Problem requirements:
Whenever a line below mentions the word "order", that line should be copied.

◆ ◆ ◆

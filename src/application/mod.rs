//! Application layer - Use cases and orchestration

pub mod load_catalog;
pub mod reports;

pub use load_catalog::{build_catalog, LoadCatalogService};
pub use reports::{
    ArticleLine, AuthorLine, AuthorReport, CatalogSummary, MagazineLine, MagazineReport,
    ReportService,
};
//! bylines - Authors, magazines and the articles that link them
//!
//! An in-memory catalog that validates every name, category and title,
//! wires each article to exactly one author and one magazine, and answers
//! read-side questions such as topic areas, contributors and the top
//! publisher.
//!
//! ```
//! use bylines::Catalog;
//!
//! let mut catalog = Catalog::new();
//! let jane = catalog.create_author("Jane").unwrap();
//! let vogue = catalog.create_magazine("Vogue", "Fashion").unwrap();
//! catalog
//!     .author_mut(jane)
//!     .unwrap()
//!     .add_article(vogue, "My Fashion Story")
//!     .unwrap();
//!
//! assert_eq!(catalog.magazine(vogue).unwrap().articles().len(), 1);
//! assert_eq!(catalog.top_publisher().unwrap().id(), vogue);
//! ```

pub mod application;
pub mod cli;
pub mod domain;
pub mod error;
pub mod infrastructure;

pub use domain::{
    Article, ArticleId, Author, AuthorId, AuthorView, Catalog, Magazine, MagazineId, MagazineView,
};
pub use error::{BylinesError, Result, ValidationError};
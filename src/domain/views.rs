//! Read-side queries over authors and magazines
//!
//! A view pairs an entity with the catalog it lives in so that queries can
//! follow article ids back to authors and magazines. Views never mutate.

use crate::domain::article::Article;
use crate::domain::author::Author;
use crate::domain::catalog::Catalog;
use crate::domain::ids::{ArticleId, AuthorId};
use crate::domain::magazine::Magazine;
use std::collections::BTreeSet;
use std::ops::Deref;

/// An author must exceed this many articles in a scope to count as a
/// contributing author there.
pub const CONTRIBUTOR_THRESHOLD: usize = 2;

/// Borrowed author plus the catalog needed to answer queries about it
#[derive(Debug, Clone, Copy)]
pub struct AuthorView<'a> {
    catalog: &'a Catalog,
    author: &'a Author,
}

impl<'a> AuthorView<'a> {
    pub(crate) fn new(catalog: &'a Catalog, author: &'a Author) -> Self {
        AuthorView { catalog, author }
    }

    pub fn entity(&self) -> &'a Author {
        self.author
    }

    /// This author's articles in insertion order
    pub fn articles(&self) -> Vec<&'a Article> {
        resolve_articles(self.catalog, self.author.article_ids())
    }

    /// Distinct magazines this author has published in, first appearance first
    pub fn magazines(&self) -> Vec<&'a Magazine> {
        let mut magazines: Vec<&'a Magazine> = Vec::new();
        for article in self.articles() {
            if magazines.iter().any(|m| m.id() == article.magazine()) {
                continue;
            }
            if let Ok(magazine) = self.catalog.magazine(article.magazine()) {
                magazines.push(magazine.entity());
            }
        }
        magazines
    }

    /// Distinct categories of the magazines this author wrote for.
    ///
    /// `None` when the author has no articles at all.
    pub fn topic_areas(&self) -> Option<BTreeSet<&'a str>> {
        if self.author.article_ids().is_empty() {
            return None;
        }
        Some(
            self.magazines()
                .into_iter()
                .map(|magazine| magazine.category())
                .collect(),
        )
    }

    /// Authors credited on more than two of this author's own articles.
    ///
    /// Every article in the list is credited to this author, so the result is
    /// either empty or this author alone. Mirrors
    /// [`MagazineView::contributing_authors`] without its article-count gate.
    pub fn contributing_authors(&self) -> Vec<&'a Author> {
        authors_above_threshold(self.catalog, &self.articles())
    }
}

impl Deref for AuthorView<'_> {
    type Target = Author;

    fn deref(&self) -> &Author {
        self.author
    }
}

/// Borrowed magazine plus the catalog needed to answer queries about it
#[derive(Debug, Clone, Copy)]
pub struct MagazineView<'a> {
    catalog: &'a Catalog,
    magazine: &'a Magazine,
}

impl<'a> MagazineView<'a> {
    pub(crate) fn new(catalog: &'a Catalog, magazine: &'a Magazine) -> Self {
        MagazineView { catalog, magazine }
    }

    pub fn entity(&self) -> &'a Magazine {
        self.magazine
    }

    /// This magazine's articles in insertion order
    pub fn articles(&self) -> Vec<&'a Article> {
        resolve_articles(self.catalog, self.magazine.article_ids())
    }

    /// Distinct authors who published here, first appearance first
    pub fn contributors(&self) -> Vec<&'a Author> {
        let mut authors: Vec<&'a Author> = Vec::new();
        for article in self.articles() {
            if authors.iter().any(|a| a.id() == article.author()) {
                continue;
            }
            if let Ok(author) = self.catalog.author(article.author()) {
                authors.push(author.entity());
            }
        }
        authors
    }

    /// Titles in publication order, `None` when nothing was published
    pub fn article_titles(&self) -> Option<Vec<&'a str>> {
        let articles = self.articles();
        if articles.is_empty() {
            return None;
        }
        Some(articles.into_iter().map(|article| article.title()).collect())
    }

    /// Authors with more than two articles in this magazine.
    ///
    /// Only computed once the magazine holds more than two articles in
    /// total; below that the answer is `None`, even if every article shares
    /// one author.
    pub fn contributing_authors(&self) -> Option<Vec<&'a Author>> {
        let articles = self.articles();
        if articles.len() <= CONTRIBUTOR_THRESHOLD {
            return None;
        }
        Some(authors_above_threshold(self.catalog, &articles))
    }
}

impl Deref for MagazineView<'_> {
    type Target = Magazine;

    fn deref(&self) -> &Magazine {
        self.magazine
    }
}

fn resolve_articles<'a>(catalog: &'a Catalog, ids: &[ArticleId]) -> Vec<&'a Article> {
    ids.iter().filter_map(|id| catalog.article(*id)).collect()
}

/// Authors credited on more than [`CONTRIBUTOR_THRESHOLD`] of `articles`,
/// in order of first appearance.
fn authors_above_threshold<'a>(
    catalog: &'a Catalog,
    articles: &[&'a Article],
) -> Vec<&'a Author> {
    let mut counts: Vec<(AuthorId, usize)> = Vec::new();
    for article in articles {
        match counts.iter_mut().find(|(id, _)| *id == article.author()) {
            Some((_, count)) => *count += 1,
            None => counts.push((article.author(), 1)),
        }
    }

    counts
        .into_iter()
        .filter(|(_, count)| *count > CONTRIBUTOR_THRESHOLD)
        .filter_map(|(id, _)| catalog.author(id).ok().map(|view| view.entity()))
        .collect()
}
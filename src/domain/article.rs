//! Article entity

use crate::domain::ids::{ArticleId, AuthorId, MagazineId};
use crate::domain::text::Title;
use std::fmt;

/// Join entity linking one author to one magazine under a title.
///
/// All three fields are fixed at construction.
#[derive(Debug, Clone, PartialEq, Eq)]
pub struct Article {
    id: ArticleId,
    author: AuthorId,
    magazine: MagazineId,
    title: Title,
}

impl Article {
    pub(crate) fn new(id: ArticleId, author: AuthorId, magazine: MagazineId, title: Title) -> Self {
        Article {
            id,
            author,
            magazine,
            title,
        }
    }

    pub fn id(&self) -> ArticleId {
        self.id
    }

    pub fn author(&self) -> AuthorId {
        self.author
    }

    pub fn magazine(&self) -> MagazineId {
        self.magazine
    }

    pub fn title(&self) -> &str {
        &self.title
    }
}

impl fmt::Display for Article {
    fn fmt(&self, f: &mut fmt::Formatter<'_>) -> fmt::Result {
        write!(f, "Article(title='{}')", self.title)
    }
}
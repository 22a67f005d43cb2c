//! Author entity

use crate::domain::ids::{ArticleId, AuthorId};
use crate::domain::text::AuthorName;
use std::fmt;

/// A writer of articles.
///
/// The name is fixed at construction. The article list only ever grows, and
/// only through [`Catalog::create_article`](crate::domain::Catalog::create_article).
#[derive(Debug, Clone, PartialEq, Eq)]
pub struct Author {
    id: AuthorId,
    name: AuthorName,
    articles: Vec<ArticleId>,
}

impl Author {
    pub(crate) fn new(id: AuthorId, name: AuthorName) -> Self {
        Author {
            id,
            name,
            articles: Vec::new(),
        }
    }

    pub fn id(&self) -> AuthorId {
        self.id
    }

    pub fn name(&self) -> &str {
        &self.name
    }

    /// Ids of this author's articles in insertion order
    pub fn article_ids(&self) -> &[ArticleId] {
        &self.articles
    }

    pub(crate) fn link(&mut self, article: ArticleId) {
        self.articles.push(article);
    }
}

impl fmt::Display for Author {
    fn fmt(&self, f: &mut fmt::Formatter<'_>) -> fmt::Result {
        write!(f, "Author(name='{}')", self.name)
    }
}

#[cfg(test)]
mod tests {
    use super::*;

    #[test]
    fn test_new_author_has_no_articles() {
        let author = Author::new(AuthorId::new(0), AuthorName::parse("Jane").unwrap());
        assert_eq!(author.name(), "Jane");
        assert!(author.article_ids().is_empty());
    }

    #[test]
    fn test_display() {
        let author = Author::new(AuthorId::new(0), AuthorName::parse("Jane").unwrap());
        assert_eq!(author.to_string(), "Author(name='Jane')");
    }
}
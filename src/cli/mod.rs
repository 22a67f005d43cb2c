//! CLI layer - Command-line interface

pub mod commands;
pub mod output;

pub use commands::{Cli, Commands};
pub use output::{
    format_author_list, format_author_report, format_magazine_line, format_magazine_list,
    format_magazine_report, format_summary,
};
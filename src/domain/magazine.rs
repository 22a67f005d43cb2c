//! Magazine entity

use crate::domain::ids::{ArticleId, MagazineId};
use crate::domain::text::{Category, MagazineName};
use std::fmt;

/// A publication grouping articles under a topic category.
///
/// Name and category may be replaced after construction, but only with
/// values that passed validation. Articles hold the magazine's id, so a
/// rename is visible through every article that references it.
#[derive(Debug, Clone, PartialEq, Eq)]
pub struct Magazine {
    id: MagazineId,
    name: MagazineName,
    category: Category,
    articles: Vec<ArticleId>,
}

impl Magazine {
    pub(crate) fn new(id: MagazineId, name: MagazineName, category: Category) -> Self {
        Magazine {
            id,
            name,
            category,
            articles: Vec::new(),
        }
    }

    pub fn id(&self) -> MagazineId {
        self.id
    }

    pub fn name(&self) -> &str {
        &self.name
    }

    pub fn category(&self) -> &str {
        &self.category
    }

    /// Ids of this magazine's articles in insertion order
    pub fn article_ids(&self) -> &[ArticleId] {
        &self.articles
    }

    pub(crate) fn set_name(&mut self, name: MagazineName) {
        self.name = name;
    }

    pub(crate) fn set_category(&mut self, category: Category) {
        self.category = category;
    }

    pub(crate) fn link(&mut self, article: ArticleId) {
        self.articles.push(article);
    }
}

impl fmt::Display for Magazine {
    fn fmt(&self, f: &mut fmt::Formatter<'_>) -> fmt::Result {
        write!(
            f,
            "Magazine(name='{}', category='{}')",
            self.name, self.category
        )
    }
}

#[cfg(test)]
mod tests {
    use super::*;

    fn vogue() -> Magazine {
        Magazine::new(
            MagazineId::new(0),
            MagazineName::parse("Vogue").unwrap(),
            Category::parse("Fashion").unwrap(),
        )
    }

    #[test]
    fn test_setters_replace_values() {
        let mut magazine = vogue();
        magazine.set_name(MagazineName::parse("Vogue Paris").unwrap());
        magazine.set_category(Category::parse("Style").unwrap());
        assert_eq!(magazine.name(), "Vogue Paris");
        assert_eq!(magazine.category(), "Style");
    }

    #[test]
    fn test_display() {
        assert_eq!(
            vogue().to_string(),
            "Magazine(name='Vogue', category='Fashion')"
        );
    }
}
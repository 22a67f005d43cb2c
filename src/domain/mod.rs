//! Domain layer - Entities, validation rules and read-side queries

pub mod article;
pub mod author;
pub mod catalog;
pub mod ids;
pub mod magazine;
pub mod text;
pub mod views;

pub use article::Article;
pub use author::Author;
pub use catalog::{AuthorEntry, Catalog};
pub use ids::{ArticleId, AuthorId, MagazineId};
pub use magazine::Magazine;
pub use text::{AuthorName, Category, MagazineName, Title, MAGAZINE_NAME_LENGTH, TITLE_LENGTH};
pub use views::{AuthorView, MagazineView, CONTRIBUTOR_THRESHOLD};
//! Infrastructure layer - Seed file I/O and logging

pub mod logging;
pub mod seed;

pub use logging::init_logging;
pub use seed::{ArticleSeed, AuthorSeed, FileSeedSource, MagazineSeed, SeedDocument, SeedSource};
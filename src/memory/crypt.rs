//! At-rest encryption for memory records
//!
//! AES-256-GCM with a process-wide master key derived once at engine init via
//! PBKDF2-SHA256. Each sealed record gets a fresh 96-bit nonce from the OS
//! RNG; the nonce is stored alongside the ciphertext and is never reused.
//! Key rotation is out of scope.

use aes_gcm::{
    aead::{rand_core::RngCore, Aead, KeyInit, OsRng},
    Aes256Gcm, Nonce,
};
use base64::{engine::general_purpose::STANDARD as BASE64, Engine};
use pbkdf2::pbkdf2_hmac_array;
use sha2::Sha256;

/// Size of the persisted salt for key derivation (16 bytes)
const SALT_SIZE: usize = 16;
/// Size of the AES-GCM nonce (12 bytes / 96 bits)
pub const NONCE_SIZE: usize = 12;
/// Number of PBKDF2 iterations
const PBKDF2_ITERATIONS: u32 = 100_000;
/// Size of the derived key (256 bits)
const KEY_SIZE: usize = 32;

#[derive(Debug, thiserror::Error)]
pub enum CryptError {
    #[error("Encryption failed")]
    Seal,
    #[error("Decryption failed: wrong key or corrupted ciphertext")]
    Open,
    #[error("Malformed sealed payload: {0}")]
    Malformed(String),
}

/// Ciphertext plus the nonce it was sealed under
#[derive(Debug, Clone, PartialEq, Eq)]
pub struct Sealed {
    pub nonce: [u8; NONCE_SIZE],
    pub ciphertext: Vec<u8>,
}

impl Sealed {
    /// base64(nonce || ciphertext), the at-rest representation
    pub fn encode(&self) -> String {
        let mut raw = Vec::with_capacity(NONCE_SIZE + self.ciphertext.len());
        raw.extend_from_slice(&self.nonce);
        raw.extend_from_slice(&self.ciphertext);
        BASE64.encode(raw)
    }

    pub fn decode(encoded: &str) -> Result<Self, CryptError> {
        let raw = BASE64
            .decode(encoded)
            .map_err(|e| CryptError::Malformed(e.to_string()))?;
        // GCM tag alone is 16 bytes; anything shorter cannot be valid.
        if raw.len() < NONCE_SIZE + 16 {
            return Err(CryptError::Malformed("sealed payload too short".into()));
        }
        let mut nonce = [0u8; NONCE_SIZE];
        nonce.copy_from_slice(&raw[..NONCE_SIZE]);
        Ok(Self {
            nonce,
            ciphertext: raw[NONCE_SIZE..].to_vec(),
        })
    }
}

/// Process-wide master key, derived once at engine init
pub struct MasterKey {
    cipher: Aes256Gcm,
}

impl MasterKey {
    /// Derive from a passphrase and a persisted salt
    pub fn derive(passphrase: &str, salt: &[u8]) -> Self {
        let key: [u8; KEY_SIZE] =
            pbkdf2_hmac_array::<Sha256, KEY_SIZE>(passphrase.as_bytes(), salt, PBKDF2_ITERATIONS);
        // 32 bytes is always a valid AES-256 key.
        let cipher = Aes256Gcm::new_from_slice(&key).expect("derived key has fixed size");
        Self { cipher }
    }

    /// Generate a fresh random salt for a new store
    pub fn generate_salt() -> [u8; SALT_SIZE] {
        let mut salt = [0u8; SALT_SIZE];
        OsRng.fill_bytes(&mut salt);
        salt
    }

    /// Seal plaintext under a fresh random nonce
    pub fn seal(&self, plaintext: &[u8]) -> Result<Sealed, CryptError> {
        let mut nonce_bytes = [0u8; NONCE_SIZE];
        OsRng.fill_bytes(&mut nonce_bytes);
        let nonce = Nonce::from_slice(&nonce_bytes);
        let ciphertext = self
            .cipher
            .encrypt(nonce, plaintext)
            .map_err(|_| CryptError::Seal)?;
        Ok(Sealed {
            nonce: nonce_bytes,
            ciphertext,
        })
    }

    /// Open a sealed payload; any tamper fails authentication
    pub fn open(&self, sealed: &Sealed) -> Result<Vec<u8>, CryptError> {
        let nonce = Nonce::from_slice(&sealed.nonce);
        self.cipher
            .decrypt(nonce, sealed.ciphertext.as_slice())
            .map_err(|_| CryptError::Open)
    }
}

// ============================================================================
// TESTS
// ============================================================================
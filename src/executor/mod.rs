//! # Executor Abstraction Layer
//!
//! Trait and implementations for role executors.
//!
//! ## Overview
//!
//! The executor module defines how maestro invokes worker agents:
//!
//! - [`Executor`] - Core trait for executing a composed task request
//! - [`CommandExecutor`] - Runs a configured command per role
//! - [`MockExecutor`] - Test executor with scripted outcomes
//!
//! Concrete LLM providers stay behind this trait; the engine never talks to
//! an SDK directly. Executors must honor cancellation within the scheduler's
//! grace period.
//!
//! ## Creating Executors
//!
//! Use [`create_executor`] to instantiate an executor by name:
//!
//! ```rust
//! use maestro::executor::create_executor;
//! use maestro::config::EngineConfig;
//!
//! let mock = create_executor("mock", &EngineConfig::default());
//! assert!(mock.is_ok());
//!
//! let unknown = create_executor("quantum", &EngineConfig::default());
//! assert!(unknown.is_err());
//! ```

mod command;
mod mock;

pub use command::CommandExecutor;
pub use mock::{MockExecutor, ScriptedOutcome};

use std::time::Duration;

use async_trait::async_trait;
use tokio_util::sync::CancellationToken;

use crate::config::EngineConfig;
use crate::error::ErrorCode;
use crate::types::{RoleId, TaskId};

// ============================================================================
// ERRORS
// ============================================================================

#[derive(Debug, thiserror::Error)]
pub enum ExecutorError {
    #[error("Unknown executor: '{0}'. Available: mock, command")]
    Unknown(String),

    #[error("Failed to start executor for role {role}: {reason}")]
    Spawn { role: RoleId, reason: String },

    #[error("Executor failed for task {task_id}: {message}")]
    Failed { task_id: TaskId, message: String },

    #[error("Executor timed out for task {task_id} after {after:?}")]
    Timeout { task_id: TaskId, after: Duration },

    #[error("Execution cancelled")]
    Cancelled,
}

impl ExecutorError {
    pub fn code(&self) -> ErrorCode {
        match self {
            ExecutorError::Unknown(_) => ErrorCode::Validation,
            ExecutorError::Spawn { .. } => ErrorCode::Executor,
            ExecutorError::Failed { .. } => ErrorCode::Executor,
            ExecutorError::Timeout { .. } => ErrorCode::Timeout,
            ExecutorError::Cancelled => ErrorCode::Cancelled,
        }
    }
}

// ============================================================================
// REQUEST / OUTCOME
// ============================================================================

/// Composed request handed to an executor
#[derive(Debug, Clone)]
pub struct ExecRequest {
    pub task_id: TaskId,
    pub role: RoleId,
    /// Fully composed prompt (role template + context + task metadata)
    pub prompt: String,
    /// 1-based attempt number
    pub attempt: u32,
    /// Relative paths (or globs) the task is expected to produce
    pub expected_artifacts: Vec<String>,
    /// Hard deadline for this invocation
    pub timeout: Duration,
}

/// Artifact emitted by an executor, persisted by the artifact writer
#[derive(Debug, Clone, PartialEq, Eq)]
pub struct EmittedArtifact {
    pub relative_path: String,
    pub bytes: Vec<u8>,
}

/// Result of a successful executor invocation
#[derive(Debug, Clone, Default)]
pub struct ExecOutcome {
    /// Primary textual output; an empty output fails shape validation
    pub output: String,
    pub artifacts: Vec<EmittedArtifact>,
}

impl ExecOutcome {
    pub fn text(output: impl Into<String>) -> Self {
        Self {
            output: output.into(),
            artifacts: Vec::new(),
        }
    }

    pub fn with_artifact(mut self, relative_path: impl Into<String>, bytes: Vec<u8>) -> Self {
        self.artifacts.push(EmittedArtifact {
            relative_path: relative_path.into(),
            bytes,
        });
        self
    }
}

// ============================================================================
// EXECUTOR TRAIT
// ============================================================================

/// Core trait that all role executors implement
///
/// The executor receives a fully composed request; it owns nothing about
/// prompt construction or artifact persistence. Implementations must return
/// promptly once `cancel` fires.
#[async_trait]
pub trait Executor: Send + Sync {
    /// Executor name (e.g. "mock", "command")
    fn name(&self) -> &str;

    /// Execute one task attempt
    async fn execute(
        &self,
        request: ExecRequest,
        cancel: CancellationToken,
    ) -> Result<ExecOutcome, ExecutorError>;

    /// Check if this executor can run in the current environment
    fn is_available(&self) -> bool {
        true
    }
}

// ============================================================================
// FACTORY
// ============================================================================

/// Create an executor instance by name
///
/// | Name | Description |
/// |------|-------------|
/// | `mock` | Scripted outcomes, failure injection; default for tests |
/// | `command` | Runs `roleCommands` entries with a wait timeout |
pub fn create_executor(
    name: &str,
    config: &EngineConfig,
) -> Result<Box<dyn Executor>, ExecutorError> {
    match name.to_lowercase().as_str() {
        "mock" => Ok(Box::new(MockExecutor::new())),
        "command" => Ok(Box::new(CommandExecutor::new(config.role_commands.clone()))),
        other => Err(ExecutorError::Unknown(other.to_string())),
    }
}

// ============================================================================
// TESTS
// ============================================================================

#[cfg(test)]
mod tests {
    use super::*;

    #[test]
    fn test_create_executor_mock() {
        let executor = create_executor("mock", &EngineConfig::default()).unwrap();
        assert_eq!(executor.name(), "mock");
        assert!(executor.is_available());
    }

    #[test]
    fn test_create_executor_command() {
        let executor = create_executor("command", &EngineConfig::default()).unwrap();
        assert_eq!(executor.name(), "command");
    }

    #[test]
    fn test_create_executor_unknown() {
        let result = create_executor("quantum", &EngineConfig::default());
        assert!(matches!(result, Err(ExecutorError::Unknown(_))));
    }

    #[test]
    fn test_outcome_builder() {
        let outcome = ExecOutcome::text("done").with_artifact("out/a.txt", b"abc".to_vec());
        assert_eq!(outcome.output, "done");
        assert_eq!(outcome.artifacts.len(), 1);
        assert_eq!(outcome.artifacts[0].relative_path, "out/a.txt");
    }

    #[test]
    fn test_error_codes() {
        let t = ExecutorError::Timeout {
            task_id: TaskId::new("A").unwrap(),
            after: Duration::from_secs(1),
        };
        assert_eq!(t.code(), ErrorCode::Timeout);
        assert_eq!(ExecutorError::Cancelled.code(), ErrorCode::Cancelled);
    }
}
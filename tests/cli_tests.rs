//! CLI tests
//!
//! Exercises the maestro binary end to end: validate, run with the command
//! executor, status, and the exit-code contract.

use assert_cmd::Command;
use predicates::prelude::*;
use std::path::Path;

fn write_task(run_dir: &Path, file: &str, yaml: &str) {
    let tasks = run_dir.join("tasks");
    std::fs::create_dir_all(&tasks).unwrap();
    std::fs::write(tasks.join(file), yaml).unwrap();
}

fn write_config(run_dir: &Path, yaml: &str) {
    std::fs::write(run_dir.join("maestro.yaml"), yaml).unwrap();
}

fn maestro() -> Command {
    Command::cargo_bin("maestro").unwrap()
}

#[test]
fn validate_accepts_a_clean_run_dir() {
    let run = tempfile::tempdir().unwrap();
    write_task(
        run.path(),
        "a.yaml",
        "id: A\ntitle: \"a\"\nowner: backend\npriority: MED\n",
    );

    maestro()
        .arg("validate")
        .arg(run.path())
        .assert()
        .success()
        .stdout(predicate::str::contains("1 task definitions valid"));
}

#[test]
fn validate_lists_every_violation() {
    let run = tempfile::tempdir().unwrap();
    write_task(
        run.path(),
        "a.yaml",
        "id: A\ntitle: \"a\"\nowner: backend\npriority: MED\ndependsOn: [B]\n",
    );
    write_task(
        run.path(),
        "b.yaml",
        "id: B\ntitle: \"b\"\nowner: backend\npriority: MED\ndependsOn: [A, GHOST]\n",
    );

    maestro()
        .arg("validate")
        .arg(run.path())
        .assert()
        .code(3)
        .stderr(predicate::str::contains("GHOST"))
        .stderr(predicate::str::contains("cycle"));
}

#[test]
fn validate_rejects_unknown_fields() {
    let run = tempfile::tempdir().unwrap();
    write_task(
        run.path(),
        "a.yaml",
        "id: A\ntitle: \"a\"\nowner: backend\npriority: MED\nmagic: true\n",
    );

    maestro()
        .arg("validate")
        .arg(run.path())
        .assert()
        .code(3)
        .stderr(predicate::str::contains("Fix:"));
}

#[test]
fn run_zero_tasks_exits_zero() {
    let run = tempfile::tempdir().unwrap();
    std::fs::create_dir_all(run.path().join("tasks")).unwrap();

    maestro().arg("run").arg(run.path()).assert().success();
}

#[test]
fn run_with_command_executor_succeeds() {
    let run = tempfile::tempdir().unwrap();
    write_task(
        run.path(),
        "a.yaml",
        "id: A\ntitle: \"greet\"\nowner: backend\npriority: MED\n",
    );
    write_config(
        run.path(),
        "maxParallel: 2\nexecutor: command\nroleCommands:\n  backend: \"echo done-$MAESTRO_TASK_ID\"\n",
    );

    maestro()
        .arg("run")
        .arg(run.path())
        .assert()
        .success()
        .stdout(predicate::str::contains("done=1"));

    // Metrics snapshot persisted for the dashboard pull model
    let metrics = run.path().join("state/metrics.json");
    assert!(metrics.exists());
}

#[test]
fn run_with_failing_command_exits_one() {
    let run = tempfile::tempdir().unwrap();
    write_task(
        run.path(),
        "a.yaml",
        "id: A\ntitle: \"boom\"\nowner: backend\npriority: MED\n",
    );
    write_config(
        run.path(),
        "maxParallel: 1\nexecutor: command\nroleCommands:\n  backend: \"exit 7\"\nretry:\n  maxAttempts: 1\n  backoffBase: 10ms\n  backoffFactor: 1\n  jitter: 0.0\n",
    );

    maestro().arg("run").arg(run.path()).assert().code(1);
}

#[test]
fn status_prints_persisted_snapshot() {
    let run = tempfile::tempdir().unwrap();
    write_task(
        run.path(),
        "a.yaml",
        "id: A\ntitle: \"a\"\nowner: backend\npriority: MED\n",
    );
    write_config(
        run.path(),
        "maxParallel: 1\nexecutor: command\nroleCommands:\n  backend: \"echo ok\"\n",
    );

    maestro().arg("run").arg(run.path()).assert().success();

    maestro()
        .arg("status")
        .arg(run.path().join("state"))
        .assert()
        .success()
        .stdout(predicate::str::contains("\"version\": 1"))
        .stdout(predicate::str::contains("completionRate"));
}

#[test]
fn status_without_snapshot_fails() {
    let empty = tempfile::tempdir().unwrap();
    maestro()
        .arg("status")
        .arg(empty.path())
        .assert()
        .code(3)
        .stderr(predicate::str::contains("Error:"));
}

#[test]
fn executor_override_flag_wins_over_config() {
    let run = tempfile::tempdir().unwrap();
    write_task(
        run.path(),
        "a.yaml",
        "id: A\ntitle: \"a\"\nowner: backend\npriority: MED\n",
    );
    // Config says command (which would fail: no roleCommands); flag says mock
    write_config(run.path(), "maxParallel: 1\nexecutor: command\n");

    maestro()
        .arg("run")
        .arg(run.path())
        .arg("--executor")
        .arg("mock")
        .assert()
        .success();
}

◆ ◆ ◆

Solution for this exercise:
    /// This author's articles in insertion order
    /// This magazine's articles in insertion order
    /// Titles in publication order, `None` when nothing was published
/// in order of first appearance.
    /// Ids of this author's articles in insertion order
    /// Ids of this magazine's articles in insertion order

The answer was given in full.